对于每个段落，使用 Paragraph.getText() 方法提取其文本内容。

将提取到的内容保存为文本文件。

Java

import com.spire.doc.*;
import com.spire.doc.documents.*;
import com.spire.doc.fields.*;
import java.io.*;

public class ExtractComments {
   public static void main(String[] args) throws IOException {

       // 创建一个 Document 类的对象
       Document doc = new Document();

       // 加载一个 Word 文档
       doc.loadFromFile("/AI绘画的利弊及法律应对.docx");

       // 遍历文档中的每个批注
       for (int i = 0; i < doc.getComments().getCount(); i++) {
           // 获取当前索引处的批注
           Comment comment = doc.getComments().get(i);

           // 遍历批注正文中的每个段落
           for (int j = 0; j < comment.getBody().getParagraphs().getCount(); j++) {
               // 获取当前的段落
               Paragraph para = comment.getBody().getParagraphs().get(j);

               // 获取该段落的文本
               String result = para.getText() + "\r\n";

               // 将提取到的批注保存为文本文件
               writeStringToTxt(result, "/批注信息.txt");
           }
       }

       // 释放资源
       doc.dispose();
   }

   // 自定义将数据写入到文本文件的方法
   public static void writeStringToTxt(String content, String txtFileName) throws IOException {
       FileWriter fWriter = new FileWriter(txtFileName);
       try {
           // 写入文本文件
           fWriter.write(content);
       } catch (IOException ex) {
           ex.printStackTrace();
       } finally {
           try {
               // 关闭文件写入器
               fWriter.flush();
               fWriter.close();
           } catch (IOException ex) {
               ex.printStackTrace();
           }
       }
   }
}

Java 提取 Word 文档批注中的图片

要从 Word 文档的批注中提取图片，需要遍历批注段落中的子对象，找到 DocPicture 对象。
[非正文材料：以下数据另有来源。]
#[cfg(test)]
mod tests {
    use super::*;
    use tokio::io::DuplexStream;
    use vbi_proxy_protocol::{
        decode_client_message, encode_server_message, SlicedLine, TokenStatus,
        DEFAULT_MAX_MESSAGE_SIZE, PROTOCOL_VERSION_MAJOR, PROTOCOL_VERSION_MINOR,
    };

    /// Daemon end of a duplex pipe.
    struct FakeDaemon {
        stream: DuplexStream,
        inbound: FrameBuffer,
    }

    impl FakeDaemon {
        async fn recv(&mut self) -> ClientMessage {
            loop {
                if let Some(frame) = self.inbound.next_frame().unwrap() {
                    return decode_client_message(frame.header.message_type, frame.body).unwrap();
                }
                let n = self.stream.read_buf(self.inbound.buffer_mut()).await.unwrap();
                assert!(n > 0, "client hung up");
            }
        }

        async fn send(&mut self, msg: ServerMessage) {
            let encoded = encode_server_message(&msg).unwrap();
            self.stream.write_all(&encoded).await.unwrap();
        }
    }

    fn pipe() -> (DuplexStream, FakeDaemon) {
        let (client, daemon) = tokio::io::duplex(64 * 1024);
        (
            client,
            FakeDaemon {
                stream: daemon,
                inbound: FrameBuffer::new(DEFAULT_MAX_MESSAGE_SIZE),
            },
        )
    }

    fn connect_cnf(services: ServiceSet) -> ServerMessage {
        ServerMessage::ConnectCnf {
            version_major: PROTOCOL_VERSION_MAJOR,
            version_minor: PROTOCOL_VERSION_MINOR,
            daemon_pid: 4242,
            services,
            params: SamplingParams::default(),
        }
    }

    #[tokio::test]
    async fn test_connect_and_receive_frames() {
        let (stream, mut daemon) = pipe();
        let server = tokio::spawn(async move {
            match daemon.recv().await {
                ClientMessage::ConnectReq { services, .. } => {
                    assert_eq!(services, ServiceSet::TELETEXT_B);
                }
                other => panic!("unexpected {:?}", other),
            }
            daemon.send(connect_cnf(ServiceSet::TELETEXT_B)).await;
            daemon
                .send(ServerMessage::SlicedInd(SlicedFrame {
                    timestamp: 1.5,
                    lines: vec![SlicedLine::new(ServiceSet::TELETEXT_B_L10_625, 7, &[0x55; 42])],
                    raw: None,
                }))
                .await;
            assert_eq!(daemon.recv().await, ClientMessage::CloseReq);
        });

        let mut client = ProxyClient::connect_stream(
            stream,
            ClientConfig::new("/dev/vbi0"),
            ServiceSet::TELETEXT_B,
            Strictness::Default,
        )
        .await
        .unwrap();
        assert_eq!(client.daemon_pid(), 4242);
        assert_eq!(client.services(), ServiceSet::TELETEXT_B);

        match client.next_event().await.unwrap() {
            ProxyEvent::Frame(frame) => {
                assert_eq!(frame.lines.len(), 1);
                assert_eq!(frame.lines[0].line, 7);
            }
            other => panic!("unexpected {:?}", other),
        }
        client.close().await.unwrap();
        server.await.unwrap();
    }

    #[tokio::test]
    async fn test_connect_rejected() {
        let (stream, mut daemon) = pipe();
        let server = tokio::spawn(async move {
            daemon.recv().await;
            daemon
                .send(ServerMessage::ConnectRej {
                    reason: "device /dev/vbi0 is busy".into(),
                })
                .await;
        });

        let err = ProxyClient::connect_stream(
            stream,
            ClientConfig::new("/dev/vbi0"),
            ServiceSet::VPS,
            Strictness::Default,
        )
        .await
        .err()
        .unwrap();
        match err {
            ClientError::Rejected(reason) => assert_eq!(reason, "device /dev/vbi0 is busy"),
            other => panic!("unexpected {:?}", other),
        }
        server.await.unwrap();
    }

    #[tokio::test]
    async fn test_indications_queued_while_waiting_for_reply() {
        let (stream, mut daemon) = pipe();
        let server = tokio::spawn(async move {
            daemon.recv().await;
            daemon.send(connect_cnf(ServiceSet::EMPTY)).await;

            assert!(matches!(daemon.recv().await, ClientMessage::ChnTokenReq { .. }));
            daemon.send(ServerMessage::ChnReclaimReq).await;
            daemon
                .send(ServerMessage::ChnTokenCnf(TokenReply {
                    status: TokenStatus::Pending,
                    permitted: false,
                    non_exclusive: false,
                }))
                .await;
            daemon.send(ServerMessage::ChnTokenInd).await;
            assert_eq!(daemon.recv().await, ClientMessage::ChnReclaimCnf);
        });

        let mut client = ProxyClient::connect_stream(
            stream,
            ClientConfig::new("/dev/vbi0"),
            ServiceSet::EMPTY,
            Strictness::Default,
        )
        .await
        .unwrap();
        let reply = client
            .request_token(ChannelPriority::Background, ChannelProfile::default())
            .await
            .unwrap();
        assert_eq!(reply.status, TokenStatus::Pending);

        assert_eq!(client.next_event().await.unwrap(), ProxyEvent::Reclaim);
        assert_eq!(client.next_event().await.unwrap(), ProxyEvent::TokenGranted);
        client.confirm_reclaim().await.unwrap();
        server.await.unwrap();
    }

    #[tokio::test]
    async fn test_service_rejection_keeps_granted_set() {
        let (stream, mut daemon) = pipe();
        let server = tokio::spawn(async move {
            daemon.recv().await;
            daemon.send(connect_cnf(ServiceSet::VPS)).await;
            daemon.recv().await;
            daemon
                .send(ServerMessage::ServiceRej {
                    services: ServiceSet::VPS,
                    reason: "services not supported".into(),
                })
                .await;
        });

        let mut client = ProxyClient::connect_stream(
            stream,
            ClientConfig::new("/dev/vbi0"),
            ServiceSet::VPS,
            Strictness::Default,
        )
        .await
        .unwrap();
        let err = client
            .update_services(ServiceSet::WSS_625, Strictness::Strict, false, true)
            .await
            .unwrap_err();
        assert!(matches!(err, ClientError::Rejected(_)));
        assert_eq!(client.services(), ServiceSet::VPS);
        server.await.unwrap();
    }

    #[tokio::test]
    async fn test_daemon_hangup() {
        let (stream, daemon) = pipe();
        drop(daemon);
        let err = ProxyClient::connect_stream(
            stream,
            ClientConfig::new("/dev/vbi0"),
            ServiceSet::VPS,
            Strictness::Default,
        )
        .await
        .err()
        .unwrap();
        assert!(matches!(err, ClientError::ConnectionClosed | ClientError::Io(_)));
    }

    #[tokio::test]
    async fn test_query_pid_without_daemon() {
        let dir = tempfile::tempdir().unwrap();
        let mut config = ClientConfig::new("/dev/vbi9");
        config.socket_dir = dir.path().to_path_buf();
        assert!(matches!(
            ProxyClient::query_daemon_pid(&config).await,
            Err(ClientError::Io(_))
        ));
    }
}
//! Socket listeners accepting client connections.

use std::io;
use std::net::SocketAddr;
use std::path::PathBuf;
use std::sync::Arc;
use std::time::Duration;

use log::{debug, error, info, warn};
use tokio::net::{TcpListener, UnixListener};
use tokio::sync::{mpsc, watch};
use tokio::task::JoinSet;
use vbi_proxy_client::{ClientConfig, ProxyClient};
use vbi_proxy_protocol::socket_path_for_device;

use crate::broker::{Broker, BrokerError};
use crate::device::DeviceEvent;
use crate::server::session::ClientSession;

const PID_QUERY_TIMEOUT: Duration = Duration::from_secs(2);

/// Listening sockets of one device.
struct DeviceListener {
    device: usize,
    path: String,
    socket_path: PathBuf,
    unix: UnixListener,
    tcp: Option<(TcpListener, SocketAddr)>,
}

/// The daemon's listening side: one UNIX socket (and optional TCP port) per device.
pub struct Server {
    broker: Arc<Broker>,
    listeners: Vec<DeviceListener>,
}

impl Server {
    /// Bind the sockets of every configured device.
    ///
    /// A leftover socket file is probed first. If a daemon still answers on
    /// it, binding fails with [`io::ErrorKind::AddrInUse`]; otherwise the
    /// stale file is removed.
    pub async fn bind(broker: Arc<Broker>) -> io::Result<Server> {
        let config = broker.config().clone();
        let mut listeners = Vec::with_capacity(config.devices.len());

        for (device, dev) in config.devices.iter().enumerate() {
            let socket_path = socket_path_for_device(&config.socket_dir, &dev.path);
            if socket_path.exists() {
                let mut query = ClientConfig::new(dev.path.clone());
                query.socket_dir = config.socket_dir.clone();
                query.connect_timeout = PID_QUERY_TIMEOUT;
                query.reply_timeout = PID_QUERY_TIMEOUT;
                match ProxyClient::query_daemon_pid(&query).await {
                    Ok(pid) => {
                        return Err(io::Error::new(
                            io::ErrorKind::AddrInUse,
                            format!("daemon {} already serves {} at {:?}", pid, dev.path, socket_path),
                        ));
                    }
                    Err(e) => {
                        warn!("Removing stale socket {:?} ({})", socket_path, e);
                        std::fs::remove_file(&socket_path)?;
                    }
                }
            }

            let unix = UnixListener::bind(&socket_path)?;
            info!("[Device {}] Listening for {} on {:?}", device, dev.path, socket_path);

            let tcp = match dev.tcp_listen {
                Some(addr) => {
                    let listener = TcpListener::bind(addr).await?;
                    let local = listener.local_addr()?;
                    info!("[Device {}] Listening for {} on {}", device, dev.path, local);
                    Some((listener, local))
                }
                None => None,
            };

            listeners.push(DeviceListener {
                device,
                path: dev.path.clone(),
                socket_path,
                unix,
                tcp,
            });
        }

        Ok(Server { broker, listeners })
    }

    /// Addresses of the bound TCP listeners, by device index.
    pub fn tcp_addrs(&self) -> Vec<(usize, SocketAddr)> {
        self.listeners
            .iter()
            .filter_map(|l| l.tcp.as_ref().map(|(_, addr)| (l.device, *addr)))
            .collect()
    }

    /// Serve until `shutdown` turns true, then close every session and device.
    pub async fn run(
        self,
        mut device_events: mpsc::UnboundedReceiver<DeviceEvent>,
        mut shutdown: watch::Receiver<bool>,
    ) -> io::Result<()> {
        let mut tasks = JoinSet::new();
        let mut socket_paths = Vec::new();

        for listener in self.listeners {
            socket_paths.push(listener.socket_path.clone());
            let DeviceListener {
                device,
                path,
                unix,
                tcp,
                ..
            } = listener;

            tasks.spawn(accept_unix(
                unix,
                device,
                path.clone(),
                Arc::clone(&self.broker),
                shutdown.clone(),
            ));
            if let Some((tcp, _)) = tcp {
                tasks.spawn(accept_tcp(
                    tcp,
                    device,
                    path,
                    Arc::clone(&self.broker),
                    shutdown.clone(),
                ));
            }
        }
        tasks.spawn(channel_timer(Arc::clone(&self.broker), shutdown.clone()));

        loop {
            tokio::select! {
                event = device_events.recv() => match event {
                    Some(event) => self.broker.handle_device_event(event).await,
                    None => break,
                },
                changed = shutdown.changed() => {
                    if changed.is_err() || *shutdown.borrow() {
                        break;
                    }
                }
            }
        }

        info!("Shutting down");
        while let Some(result) = tasks.join_next().await {
            if let Err(e) = result {
                error!("Listener task failed: {}", e);
            }
        }
        self.broker.shutdown().await;

        for path in socket_paths {
            if let Err(e) = std::fs::remove_file(&path) {
                if e.kind() != io::ErrorKind::NotFound {
                    warn!("Failed to remove socket {:?}: {}", path, e);
                }
            }
        }
        Ok(())
    }
}

async fn accept_unix(
    listener: UnixListener,
    device: usize,
    path: String,
    broker: Arc<Broker>,
    mut shutdown: watch::Receiver<bool>,
) {
    let mut sessions = JoinSet::new();
    loop {
        tokio::select! {
            accepted = listener.accept() => match accepted {
                Ok((stream, _)) => {
                    let peer = format!("local socket of {}", path);
                    spawn_session(&mut sessions, &broker, device, stream, peer, &shutdown).await;
                }
                Err(e) => error!("[Device {}] Failed to accept connection: {}", device, e),
            },
            Some(_) = sessions.join_next(), if !sessions.is_empty() => {}
            changed = shutdown.changed() => {
                if changed.is_err() || *shutdown.borrow() {
                    break;
                }
            }
        }
    }
    drain(sessions).await;
}

async fn accept_tcp(
    listener: TcpListener,
    device: usize,
    path: String,
    broker: Arc<Broker>,
    mut shutdown: watch::Receiver<bool>,
) {
    let mut sessions = JoinSet::new();
    loop {
        tokio::select! {
            accepted = listener.accept() => match accepted {
                Ok((stream, addr)) => {
                    if let Err(e) = stream.set_nodelay(true) {
                        debug!("[Device {}] set_nodelay failed for {}: {}", device, addr, e);
                    }
                    let peer = format!("{} ({})", addr, path);
                    spawn_session(&mut sessions, &broker, device, stream, peer, &shutdown).await;
                }
                Err(e) => error!("[Device {}] Failed to accept connection: {}", device, e),
            },
            Some(_) = sessions.join_next(), if !sessions.is_empty() => {}
            changed = shutdown.changed() => {
                if changed.is_err() || *shutdown.borrow() {
                    break;
                }
            }
        }
    }
    drain(sessions).await;
}

async fn spawn_session<S>(
    sessions: &mut JoinSet<()>,
    broker: &Arc<Broker>,
    device: usize,
    stream: S,
    peer: String,
    shutdown: &watch::Receiver<bool>,
) where
    S: tokio::io::AsyncRead + tokio::io::AsyncWrite + Send + 'static,
{
    match broker.register(device).await {
        Ok(registration) => {
            let session = ClientSession::new(
                registration,
                stream,
                peer,
                Arc::clone(broker),
                shutdown.clone(),
            );
            sessions.spawn(session.run());
        }
        Err(e @ BrokerError::TooManyClients(_)) => {
            warn!("[Device {}] Refusing connection from {}: {}", device, peer, e);
        }
        Err(e) => error!("[Device {}] Cannot register {}: {}", device, peer, e),
    }
}

async fn drain(mut sessions: JoinSet<()>) {
    while let Some(result) = sessions.join_next().await {
        if let Err(e) = result {
            error!("Session task failed: {}", e);
        }
    }
}

/// Wake the broker at channel scheduling deadlines.
async fn channel_timer(broker: Arc<Broker>, mut shutdown: watch::Receiver<bool>) {
    loop {
        let deadline = broker.next_channel_deadline().await;
        let sleep = async {
            match deadline {
                Some(at) => tokio::time::sleep_until(tokio::time::Instant::from_std(at)).await,
                None => std::future::pending::<()>().await,
            }
        };
        tokio::select! {
            _ = sleep => broker.on_channel_timer().await,
            _ = broker.channel_timer_changed() => {}
            changed = shutdown.changed() => {
                if changed.is_err() || *shutdown.borrow() {
                    break;
                }
            }
        }
    }
}

#[cfg(test)]
mod tests {
    use super::*;
    use crate::config::{BrokerConfig, DeviceConfig};
    use crate::device::{CaptureDevice, DeviceError, DeviceOpener};

    struct NoDevice;

    impl DeviceOpener for NoDevice {
        fn open(&self, path: &str, _: usize) -> Result<Box<dyn CaptureDevice>, DeviceError> {
            Err(DeviceError::Open {
                path: path.to_string(),
                source: io::Error::from(io::ErrorKind::NotFound),
            })
        }
    }

    fn config(dir: &std::path::Path) -> BrokerConfig {
        BrokerConfig {
            devices: vec![DeviceConfig::new("/dev/vbi7")],
            socket_dir: dir.to_path_buf(),
            ..BrokerConfig::default()
        }
    }

    #[tokio::test]
    async fn test_bind_serves_pid_and_cleans_up() {
        let dir = tempfile::tempdir().unwrap();
        let (broker, events) = Broker::new(config(dir.path()), Arc::new(NoDevice));
        let server = Server::bind(Arc::clone(&broker)).await.unwrap();
        let socket = dir.path().join("vbiproxy-dev-vbi7");
        assert!(socket.exists());

        let (shutdown_tx, shutdown_rx) = watch::channel(false);
        let running = tokio::spawn(server.run(events, shutdown_rx));

        let mut query = ClientConfig::new("/dev/vbi7");
        query.socket_dir = dir.path().to_path_buf();
        let pid = ProxyClient::query_daemon_pid(&query).await.unwrap();
        assert_eq!(pid, std::process::id());

        // A second daemon must not steal the socket.
        let (second, _events) = Broker::new(config(dir.path()), Arc::new(NoDevice));
        let err = Server::bind(second).await.err().unwrap();
        assert_eq!(err.kind(), io::ErrorKind::AddrInUse);

        shutdown_tx.send(true).unwrap();
        running.await.unwrap().unwrap();
        assert!(!socket.exists());
    }

    #[tokio::test]
    async fn test_stale_socket_is_replaced() {
        let dir = tempfile::tempdir().unwrap();
        let socket = dir.path().join("vbiproxy-dev-vbi7");
        drop(std::os::unix::net::UnixListener::bind(&socket).unwrap());
        assert!(socket.exists());

        let (broker, _events) = Broker::new(config(dir.path()), Arc::new(NoDevice));
        let server = Server::bind(broker).await.unwrap();
        assert!(socket.exists());
        assert!(server.tcp_addrs().is_empty());
    }
}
然后通过 DocPicture.getImageBytes() 方法获取图片数据，并将其保存为图像文件。

创建一个 Document 类的对象。

使用 Document.loadFromFile() 方法加载一个 Word 文档。

创建一个列表以储存提取的图片数据。

遍历文档中的批注。

对每一个批注，遍历其批注正文的每一个段落。

对每个段落，遍历该段落的所有子对象。

检查该对象是否为 DocPicture 类型。

如果对象是 DocPicture，则使用 DocPicture.getImageBytes 属性获取图片数据并将其添加到列表中。

将列表中的图片数据保存为图像文件。

Java

import com.spire.doc.*;
import com.spire.doc.documents.*;
import com.spire.doc.fields.*;
import java.io.*;
import java.nio.file.*;
import java.util.ArrayList;
import java.util.List;

public class ExtractCommentImages {
   public static void main(String[] args) {
       // 创建一个 Document 对象
       Document document = new Document();

       // 加载包含批注的 Word 文档
       document.loadFromFile("/AI绘画的利弊及法律应对.docx");

       // 创建一个列表来存储提取的图片数据
       List images = new ArrayList<>();

       // 遍历文档中的批注
       for (int i = 0; i < document.getComments().getCount(); i++) {
           Comment comment = document.getComments().get(i);

           // 遍历批注正文中的所有段落
           for (int j = 0; j < comment.getBody().getParagraphs().getCount(); j++) {
               Paragraph paragraph = comment.getBody().getParagraphs().get(j);

               // 遍历段落中的所有子对象
               for (int k = 0; k < paragraph.getChildObjects().getCount(); k++) {
                   DocumentObject obj = paragraph.getChildObjects().get(k);

                   // 检查是否为图片
                   if (obj instanceof DocPicture) {
                       DocPicture picture = (DocPicture) obj;

                       // 获取图片数据并添加到列表
                       images.add(picture.getImageBytes());
                   }
               }
           }
       }

       // 指定输出路径
       String outputDir = "/批注图片/";
       new File(outputDir).mkdirs();

       // 保存图片数据为文件
       for (int i = 0; i < images.size(); i++) {
           String fileName = String.format("批注图片-.png", i);
           Path filePath = Paths.get(outputDir, fileName);
           try (FileOutputStream fos = new FileOutputStream(filePath.toFile())) {
               fos.write(images.get(i));
           } catch (IOException e) {
               e.printStackTrace();
           }
       }
   }
}